[What to work on] Starting at the line containing "pub async fn by_name(&self, name: &str, location: Option<&str>)" and ending at the line containing "async fn lookup(&self, query: &[(&str, &str)], subject: &str)", print every line of the material below exactly, both ends included, and stop there.

Exercise material Block Start

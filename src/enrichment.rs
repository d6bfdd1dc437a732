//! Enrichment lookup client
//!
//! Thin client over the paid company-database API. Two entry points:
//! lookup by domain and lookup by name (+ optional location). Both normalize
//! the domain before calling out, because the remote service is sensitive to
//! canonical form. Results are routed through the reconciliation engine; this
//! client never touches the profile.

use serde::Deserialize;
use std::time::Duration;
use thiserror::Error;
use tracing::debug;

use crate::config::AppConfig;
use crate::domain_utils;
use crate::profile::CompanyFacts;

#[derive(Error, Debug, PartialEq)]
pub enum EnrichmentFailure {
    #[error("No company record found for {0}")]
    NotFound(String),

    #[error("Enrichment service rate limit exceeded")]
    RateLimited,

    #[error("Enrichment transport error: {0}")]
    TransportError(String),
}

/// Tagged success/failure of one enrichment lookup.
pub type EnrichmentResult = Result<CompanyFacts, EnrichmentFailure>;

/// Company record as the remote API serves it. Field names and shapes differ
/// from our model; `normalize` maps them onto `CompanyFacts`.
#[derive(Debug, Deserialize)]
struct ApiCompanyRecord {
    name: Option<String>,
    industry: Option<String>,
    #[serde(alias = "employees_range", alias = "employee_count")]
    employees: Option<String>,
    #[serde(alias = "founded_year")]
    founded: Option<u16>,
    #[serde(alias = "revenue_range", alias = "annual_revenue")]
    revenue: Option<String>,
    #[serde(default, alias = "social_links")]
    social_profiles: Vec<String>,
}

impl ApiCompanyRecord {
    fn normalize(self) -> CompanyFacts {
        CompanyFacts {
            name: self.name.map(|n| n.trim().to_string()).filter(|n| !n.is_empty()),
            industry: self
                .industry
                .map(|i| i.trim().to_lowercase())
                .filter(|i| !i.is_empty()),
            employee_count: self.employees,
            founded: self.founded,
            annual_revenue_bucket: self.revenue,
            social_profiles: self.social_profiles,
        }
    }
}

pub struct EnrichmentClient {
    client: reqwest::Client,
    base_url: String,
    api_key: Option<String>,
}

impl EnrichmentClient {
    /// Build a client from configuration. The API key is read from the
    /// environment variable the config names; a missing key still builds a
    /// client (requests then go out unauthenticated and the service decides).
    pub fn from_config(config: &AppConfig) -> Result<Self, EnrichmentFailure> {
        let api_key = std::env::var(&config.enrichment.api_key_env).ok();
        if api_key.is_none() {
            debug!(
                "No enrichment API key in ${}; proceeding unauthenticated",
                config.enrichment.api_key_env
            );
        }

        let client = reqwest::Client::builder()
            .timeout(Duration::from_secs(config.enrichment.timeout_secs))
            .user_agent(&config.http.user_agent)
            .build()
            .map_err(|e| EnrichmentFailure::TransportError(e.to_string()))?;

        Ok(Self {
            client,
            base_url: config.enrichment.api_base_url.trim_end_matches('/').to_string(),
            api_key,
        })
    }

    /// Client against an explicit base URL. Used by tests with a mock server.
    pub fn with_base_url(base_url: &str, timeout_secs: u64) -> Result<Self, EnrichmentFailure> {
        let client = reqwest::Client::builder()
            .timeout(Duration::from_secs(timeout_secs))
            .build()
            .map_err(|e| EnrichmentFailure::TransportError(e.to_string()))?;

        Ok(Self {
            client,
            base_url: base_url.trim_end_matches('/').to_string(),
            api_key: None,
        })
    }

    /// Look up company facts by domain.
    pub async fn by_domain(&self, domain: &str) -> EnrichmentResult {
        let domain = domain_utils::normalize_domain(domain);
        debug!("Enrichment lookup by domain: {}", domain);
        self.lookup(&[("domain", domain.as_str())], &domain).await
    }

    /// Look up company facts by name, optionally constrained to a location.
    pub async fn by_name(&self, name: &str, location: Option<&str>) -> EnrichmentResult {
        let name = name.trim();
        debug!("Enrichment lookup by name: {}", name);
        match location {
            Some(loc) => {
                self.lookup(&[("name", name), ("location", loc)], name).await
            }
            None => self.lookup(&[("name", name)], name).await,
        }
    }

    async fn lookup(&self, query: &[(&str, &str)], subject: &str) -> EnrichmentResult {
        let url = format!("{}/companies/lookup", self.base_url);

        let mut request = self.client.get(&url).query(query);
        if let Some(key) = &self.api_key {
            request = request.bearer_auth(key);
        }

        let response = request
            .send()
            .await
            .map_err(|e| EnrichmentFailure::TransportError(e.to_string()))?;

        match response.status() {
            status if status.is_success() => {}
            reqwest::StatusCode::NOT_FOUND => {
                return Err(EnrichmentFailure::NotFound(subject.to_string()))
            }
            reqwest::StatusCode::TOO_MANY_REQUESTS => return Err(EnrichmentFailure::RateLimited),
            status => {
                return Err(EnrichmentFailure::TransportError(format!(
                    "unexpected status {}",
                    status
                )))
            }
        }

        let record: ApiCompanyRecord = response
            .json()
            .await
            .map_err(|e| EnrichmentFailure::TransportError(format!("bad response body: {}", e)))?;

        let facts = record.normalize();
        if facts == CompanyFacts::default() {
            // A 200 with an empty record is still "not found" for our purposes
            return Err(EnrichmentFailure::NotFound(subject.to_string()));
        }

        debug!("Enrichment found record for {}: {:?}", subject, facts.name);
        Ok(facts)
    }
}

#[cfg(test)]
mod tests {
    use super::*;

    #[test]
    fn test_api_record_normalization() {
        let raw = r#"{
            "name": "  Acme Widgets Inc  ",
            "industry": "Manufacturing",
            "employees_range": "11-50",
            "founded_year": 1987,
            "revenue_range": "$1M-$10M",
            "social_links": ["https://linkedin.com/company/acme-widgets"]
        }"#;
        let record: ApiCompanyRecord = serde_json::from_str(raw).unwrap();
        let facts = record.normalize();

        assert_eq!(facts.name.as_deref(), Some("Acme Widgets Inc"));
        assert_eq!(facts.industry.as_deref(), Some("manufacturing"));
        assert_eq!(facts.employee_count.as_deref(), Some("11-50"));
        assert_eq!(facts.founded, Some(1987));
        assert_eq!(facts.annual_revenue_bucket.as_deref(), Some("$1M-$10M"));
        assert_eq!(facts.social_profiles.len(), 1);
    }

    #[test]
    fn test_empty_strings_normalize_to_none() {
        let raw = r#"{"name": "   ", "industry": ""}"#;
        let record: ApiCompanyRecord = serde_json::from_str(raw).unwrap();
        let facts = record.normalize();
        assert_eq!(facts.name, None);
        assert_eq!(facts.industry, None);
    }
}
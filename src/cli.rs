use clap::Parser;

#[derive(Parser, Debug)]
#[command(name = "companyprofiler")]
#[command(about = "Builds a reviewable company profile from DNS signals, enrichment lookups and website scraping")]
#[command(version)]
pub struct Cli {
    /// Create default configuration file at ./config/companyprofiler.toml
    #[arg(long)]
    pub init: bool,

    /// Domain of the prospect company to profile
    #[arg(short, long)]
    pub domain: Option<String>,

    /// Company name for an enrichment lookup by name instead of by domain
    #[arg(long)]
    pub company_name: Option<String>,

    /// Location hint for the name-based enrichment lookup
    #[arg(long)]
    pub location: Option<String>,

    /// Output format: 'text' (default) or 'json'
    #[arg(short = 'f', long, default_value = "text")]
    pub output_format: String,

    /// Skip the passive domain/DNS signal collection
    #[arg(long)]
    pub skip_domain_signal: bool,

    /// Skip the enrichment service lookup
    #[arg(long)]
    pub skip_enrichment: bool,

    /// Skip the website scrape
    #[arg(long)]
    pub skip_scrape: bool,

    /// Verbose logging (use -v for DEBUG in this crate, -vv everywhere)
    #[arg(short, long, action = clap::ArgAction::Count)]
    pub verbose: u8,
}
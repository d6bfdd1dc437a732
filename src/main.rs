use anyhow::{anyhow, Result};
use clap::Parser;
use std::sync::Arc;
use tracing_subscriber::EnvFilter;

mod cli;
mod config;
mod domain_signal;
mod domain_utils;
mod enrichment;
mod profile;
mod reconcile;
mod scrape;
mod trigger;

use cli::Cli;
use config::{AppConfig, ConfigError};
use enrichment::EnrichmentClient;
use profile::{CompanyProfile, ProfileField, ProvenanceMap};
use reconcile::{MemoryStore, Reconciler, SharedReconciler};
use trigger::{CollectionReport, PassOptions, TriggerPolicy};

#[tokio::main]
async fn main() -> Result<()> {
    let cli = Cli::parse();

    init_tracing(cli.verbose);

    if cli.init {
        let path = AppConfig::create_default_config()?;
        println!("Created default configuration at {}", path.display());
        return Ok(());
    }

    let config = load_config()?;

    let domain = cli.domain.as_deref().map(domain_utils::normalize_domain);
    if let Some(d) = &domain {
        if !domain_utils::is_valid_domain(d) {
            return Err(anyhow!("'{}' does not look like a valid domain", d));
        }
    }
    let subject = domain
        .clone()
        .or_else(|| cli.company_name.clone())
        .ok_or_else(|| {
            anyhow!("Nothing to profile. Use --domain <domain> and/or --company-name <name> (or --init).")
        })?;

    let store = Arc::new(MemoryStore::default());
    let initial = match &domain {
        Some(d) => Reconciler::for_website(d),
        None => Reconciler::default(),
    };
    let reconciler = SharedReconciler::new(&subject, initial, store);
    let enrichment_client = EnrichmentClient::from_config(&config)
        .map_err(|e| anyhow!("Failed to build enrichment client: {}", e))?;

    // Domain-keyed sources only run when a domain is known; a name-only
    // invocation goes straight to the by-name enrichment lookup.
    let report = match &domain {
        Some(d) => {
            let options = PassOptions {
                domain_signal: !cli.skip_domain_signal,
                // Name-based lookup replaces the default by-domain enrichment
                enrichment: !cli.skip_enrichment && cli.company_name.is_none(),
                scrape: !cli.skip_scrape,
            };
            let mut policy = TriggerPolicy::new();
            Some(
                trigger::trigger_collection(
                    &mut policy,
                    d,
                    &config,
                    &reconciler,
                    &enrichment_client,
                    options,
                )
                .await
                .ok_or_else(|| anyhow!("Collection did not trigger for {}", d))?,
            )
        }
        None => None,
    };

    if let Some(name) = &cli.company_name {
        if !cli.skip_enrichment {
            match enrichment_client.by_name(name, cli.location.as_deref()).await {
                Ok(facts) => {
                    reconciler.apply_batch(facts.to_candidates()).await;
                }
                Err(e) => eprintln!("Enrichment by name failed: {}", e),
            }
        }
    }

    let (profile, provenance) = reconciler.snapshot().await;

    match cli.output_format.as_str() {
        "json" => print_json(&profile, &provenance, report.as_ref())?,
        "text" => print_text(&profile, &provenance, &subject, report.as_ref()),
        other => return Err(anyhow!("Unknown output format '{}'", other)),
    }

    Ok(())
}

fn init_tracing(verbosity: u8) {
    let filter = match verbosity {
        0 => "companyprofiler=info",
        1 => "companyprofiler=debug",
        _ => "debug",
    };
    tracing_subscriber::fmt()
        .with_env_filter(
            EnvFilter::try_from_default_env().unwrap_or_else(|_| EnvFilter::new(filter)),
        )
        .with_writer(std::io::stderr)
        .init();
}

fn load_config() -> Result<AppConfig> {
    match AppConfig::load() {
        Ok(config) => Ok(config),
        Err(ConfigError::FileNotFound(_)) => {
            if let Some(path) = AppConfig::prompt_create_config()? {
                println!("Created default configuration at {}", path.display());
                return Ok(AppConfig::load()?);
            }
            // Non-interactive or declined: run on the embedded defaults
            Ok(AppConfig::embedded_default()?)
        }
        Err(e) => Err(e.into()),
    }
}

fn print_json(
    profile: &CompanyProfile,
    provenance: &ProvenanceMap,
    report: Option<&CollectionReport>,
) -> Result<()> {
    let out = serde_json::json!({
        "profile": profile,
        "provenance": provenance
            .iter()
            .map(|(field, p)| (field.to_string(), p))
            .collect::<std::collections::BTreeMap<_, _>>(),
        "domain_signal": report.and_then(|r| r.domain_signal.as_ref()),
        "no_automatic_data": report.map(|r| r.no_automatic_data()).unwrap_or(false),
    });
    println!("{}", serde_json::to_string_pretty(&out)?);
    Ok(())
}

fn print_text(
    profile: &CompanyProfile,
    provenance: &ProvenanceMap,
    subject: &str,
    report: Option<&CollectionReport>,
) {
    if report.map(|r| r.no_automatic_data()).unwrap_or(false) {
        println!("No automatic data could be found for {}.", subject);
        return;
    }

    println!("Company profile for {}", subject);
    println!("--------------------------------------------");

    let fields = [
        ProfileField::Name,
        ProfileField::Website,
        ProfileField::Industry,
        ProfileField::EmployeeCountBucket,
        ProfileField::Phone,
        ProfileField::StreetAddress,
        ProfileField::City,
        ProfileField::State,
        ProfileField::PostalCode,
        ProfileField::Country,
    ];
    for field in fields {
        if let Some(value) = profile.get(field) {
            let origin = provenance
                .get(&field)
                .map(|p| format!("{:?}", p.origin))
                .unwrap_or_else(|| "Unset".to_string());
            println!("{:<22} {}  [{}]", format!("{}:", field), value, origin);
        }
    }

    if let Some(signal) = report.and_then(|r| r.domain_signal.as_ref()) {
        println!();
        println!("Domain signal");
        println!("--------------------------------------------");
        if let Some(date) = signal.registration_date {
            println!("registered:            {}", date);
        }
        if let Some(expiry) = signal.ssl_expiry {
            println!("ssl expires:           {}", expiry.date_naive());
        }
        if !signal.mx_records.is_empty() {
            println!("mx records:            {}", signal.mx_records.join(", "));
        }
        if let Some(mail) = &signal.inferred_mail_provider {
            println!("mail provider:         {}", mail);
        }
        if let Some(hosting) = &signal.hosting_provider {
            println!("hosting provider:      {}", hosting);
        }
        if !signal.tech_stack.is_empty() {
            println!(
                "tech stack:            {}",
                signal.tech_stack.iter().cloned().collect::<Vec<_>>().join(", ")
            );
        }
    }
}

Exercise material Block End

[The answer]
    pub async fn by_name(&self, name: &str, location: Option<&str>) -> EnrichmentResult {
        let name = name.trim();
        debug!("Enrichment lookup by name: {}", name);
        match location {
            Some(loc) => {
                self.lookup(&[("name", name), ("location", loc)], name).await
            }
            None => self.lookup(&[("name", name)], name).await,
        }
    }

    async fn lookup(&self, query: &[(&str, &str)], subject: &str) -> EnrichmentResult {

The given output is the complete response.